Как известно, остриё соловьёвской критики по этому вопросу направлено в первую очередь против нового к тому времени и становившегося всё более популярным учения «царства Божия на земле» - «нового евангелия», христианства без Христа. Автор его в «Трёх разговорах» напрямую не указывается, но мы-то хорошо знаем, что речь идёт о Льве Николаевиче Толстом и его многочисленных на рубеже Х1Х-ХХ веков идейных сподвижниках. Вот с чего Владимир Сергеевич начинает своё исследование: «Много лет назад прочёл я известие о новой религии, возникшей где-то в восточных губерниях. Эта религия, последователи которой назывались «вертидыр-никами» или «дыромоляями», состояла в том, что, просверлив в каком-нибудь тёмном углу в стене избы дыру средней величины, эти люди прикладывали к ней губы и много раз настойчиво повторяли: «Изба моя, дыра моя, спаси меня!» Никогда ещё, кажется, предмет богопочитания не достигал такой крайней степени упрощения. Но если обоготворение обыкновенной крестьянской избы и простого, человеческими руками сделанного отверстия в её стене есть явное заблуждение, то должно сказать, что это было заблуждение правдивое: эти люди дико безумствовали, но никого не вводили в заблуждение; про избу они так и говорили - «изба», и место, просверленное в её стене, справедливо называли «дырой».

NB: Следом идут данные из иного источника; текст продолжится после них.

//! In-memory session repository
//!
//! Keeps rows in a `BTreeMap` behind a `tokio::sync::RwLock`. The compare and
//! the write of a conditional update happen under one write guard, which gives
//! the same compare-and-swap semantics as the SQL store. Used for tests and
//! for embedding the engine without a database.

use crate::db::repositories::{ConditionalUpdate, SessionRepository};
use crate::models::{
    ListParams, NewTutoringSession, PagedResult, SessionFilter, SessionStatus, StatusUpdate,
    TutoringSession,
};
use anyhow::Result;
use async_trait::async_trait;
use chrono::{DateTime, Utc};
use std::collections::BTreeMap;
use std::sync::Arc;
use tokio::sync::RwLock;

#[derive(Default)]
struct Rows {
    next_id: i64,
    sessions: BTreeMap<i64, TutoringSession>,
}

/// Session store held entirely in process memory
#[derive(Default)]
pub struct InMemorySessionRepository {
    rows: RwLock<Rows>,
}

impl InMemorySessionRepository {
    pub fn new() -> Self {
        Self::default()
    }

    pub fn boxed() -> Arc<dyn SessionRepository> {
        Arc::new(Self::new())
    }

    /// Insert a row as-is, bypassing the SCHEDULED-only `create`.
    ///
    /// Lets tests start from any lifecycle state.
    #[cfg(test)]
    pub(crate) async fn insert_raw(&self, mut session: TutoringSession) -> TutoringSession {
        let mut rows = self.rows.write().await;
        if session.id <= 0 {
            rows.next_id += 1;
            session.id = rows.next_id;
        } else {
            rows.next_id = rows.next_id.max(session.id);
        }
        rows.sessions.insert(session.id, session.clone());
        session
    }
}

#[async_trait]
impl SessionRepository for InMemorySessionRepository {
    async fn create(&self, session: &NewTutoringSession) -> Result<TutoringSession> {
        let now = Utc::now();
        let mut rows = self.rows.write().await;
        rows.next_id += 1;
        let created = TutoringSession {
            id: rows.next_id,
            status: SessionStatus::Scheduled,
            scheduled_at: session.scheduled_at,
            started_at: None,
            ended_at: None,
            tutor_id: session.tutor_id.clone(),
            student_id: session.student_id.clone(),
            topic: session.topic.clone(),
            created_at: now,
            updated_at: now,
        };
        rows.sessions.insert(created.id, created.clone());
        Ok(created)
    }

    async fn get_by_id(&self, id: i64) -> Result<Option<TutoringSession>> {
        Ok(self.rows.read().await.sessions.get(&id).cloned())
    }

    async fn conditional_update_status(
        &self,
        id: i64,
        expected: SessionStatus,
        update: &StatusUpdate,
    ) -> Result<ConditionalUpdate> {
        let mut rows = self.rows.write().await;
        let Some(session) = rows.sessions.get_mut(&id) else {
            return Ok(ConditionalUpdate::NotFound);
        };
        if session.status != expected {
            return Ok(ConditionalUpdate::Conflict {
                current: session.status,
            });
        }

        session.status = update.status;
        session.started_at = update.started_at;
        session.ended_at = update.ended_at;
        session.updated_at = update.updated_at;
        Ok(ConditionalUpdate::Applied(session.clone()))
    }

    async fn conditional_assign_tutor(
        &self,
        id: i64,
        expected: SessionStatus,
        tutor_id: &str,
        now: DateTime<Utc>,
    ) -> Result<ConditionalUpdate> {
        let mut rows = self.rows.write().await;
        let Some(session) = rows.sessions.get_mut(&id) else {
            return Ok(ConditionalUpdate::NotFound);
        };
        if session.status != expected {
            return Ok(ConditionalUpdate::Conflict {
                current: session.status,
            });
        }

        session.tutor_id = Some(tutor_id.to_string());
        session.updated_at = now;
        Ok(ConditionalUpdate::Applied(session.clone()))
    }

    async fn list(
        &self,
        filter: &SessionFilter,
        params: &ListParams,
    ) -> Result<PagedResult<TutoringSession>> {
        let rows = self.rows.read().await;
        let mut matching: Vec<TutoringSession> = rows
            .sessions
            .values()
            .filter(|s| filter.matches(s))
            .cloned()
            .collect();
        matching.sort_by(|a, b| a.scheduled_at.cmp(&b.scheduled_at).then(a.id.cmp(&b.id)));

        let total = matching.len() as i64;
        let items = matching
            .into_iter()
            .skip(params.offset() as usize)
            .take(params.limit() as usize)
            .collect();
        Ok(PagedResult::new(items, total, params))
    }

    async fn list_scheduled_before(
        &self,
        cutoff: DateTime<Utc>,
        limit: i64,
    ) -> Result<Vec<TutoringSession>> {
        let rows = self.rows.read().await;
        let mut overdue: Vec<TutoringSession> = rows
            .sessions
            .values()
            .filter(|s| s.status == SessionStatus::Scheduled && s.scheduled_at < cutoff)
            .cloned()
            .collect();
        overdue.sort_by(|a, b| a.scheduled_at.cmp(&b.scheduled_at).then(a.id.cmp(&b.id)));
        overdue.truncate(limit.max(0) as usize);
        Ok(overdue)
    }
}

Но религия дыромоляев скоро испытала «эволюцию» и подверглась «трансформации». И в новом своём виде она сохранила прежнюю слабость религиозной мысли и узость философских интересов, прежний приземистый реализм, но утратила прежнюю правдивость: своя изба получила теперь название «царства Божия на земле», а дыра стала называться «новым евангелием», и, что ещё хуже, различие между этим мнимым евангелием и настоящим, различие совершенно такое же, как между просверленной в бревне дырой и живым и целым деревом, - это существенное различие новые евангелисты всячески старались и замолчать, и заговорить»2.
И чуть дальше идёт ещё одно существенное место: «Если даже по немощи человеческой эти люди испытывают неодолимую потребность опереть свои убеждения кроме собственного «разума» на какой-нибудь исторический авторитет, то отчего бы им не поискать в истории другого, более для них подходящего? Да и есть такой давно готовый - основатель широко распространённой буддистской религии. Он ведь действительно проповедовал то, что им нужно: непротивление, бесстрастие, не-делание, трезвость и т.д., и ему удалось даже без мученичества «сделать блестящую карьеру» для своей религии, священные книги буддистов действительно возвещают пустоту, и для полного их согласования с новою проповедью того же предмета потребовалось бы только детальное упрощение; напротив того, Священное Писание евреев и христиан наполнено и насквозь проникнуто положительным духовным содержанием, отрицающим и древнюю и новую пустоту...»3.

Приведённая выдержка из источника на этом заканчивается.